Show, from the entries below, every line in which "AnswerMessage" appears.

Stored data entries
——————
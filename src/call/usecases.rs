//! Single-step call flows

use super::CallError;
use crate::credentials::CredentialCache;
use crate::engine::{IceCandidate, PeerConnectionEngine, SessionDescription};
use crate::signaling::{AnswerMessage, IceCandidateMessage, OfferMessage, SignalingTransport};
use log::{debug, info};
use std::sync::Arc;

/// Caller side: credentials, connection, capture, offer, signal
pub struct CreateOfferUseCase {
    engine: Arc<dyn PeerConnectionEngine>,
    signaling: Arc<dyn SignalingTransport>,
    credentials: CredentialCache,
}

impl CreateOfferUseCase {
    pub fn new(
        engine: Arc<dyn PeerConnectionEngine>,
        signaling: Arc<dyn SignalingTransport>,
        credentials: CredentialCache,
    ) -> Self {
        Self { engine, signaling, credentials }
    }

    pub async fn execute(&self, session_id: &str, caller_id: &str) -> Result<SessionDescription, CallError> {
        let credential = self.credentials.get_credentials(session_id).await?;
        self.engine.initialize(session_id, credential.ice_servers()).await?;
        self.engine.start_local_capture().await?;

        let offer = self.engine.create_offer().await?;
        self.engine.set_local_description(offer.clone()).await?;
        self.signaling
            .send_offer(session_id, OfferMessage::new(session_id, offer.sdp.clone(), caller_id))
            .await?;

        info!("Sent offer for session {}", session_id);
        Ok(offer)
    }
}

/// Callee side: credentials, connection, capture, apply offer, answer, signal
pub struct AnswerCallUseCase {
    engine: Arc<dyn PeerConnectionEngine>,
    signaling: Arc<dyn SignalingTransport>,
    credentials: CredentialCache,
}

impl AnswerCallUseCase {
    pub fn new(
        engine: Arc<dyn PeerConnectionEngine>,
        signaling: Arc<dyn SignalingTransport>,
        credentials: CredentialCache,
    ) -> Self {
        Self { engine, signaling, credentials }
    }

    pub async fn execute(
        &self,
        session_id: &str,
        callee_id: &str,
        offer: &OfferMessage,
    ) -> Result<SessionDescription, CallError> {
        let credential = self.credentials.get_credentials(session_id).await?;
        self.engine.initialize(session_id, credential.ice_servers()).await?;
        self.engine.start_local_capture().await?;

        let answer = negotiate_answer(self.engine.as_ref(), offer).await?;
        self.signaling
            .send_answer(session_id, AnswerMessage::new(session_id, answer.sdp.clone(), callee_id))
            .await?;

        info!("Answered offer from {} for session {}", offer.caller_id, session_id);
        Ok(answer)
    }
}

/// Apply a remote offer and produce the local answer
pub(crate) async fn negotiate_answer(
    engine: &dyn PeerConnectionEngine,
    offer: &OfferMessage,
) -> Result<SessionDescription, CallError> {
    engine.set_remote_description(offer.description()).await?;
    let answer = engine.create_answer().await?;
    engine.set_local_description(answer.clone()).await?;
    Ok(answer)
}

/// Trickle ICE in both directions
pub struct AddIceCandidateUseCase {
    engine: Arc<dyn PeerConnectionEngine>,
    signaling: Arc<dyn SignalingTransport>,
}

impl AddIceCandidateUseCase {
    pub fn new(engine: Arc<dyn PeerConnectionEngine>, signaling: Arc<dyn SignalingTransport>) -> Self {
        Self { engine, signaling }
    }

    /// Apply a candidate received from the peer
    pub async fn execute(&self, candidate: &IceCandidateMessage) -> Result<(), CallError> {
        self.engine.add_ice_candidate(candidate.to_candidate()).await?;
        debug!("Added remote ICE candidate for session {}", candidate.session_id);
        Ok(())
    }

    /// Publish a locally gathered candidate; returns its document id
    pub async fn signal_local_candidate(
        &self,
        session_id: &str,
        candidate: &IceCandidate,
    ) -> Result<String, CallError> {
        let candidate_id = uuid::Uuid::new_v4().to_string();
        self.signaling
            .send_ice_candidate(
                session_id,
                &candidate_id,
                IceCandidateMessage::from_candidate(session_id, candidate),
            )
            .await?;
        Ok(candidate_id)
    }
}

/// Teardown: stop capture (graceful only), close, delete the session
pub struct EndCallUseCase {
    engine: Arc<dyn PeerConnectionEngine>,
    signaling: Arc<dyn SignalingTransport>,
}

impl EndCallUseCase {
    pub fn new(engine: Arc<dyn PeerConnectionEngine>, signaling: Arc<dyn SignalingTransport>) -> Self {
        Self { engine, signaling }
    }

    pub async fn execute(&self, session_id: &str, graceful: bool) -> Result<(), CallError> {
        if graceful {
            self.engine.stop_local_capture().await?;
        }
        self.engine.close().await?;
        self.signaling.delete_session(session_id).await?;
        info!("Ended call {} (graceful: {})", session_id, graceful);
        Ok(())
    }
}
——————
Reply:
use crate::signaling::{AnswerMessage, IceCandidateMessage, OfferMessage, SignalingTransport};
            .send_answer(session_id, AnswerMessage::new(session_id, answer.sdp.clone(), callee_id))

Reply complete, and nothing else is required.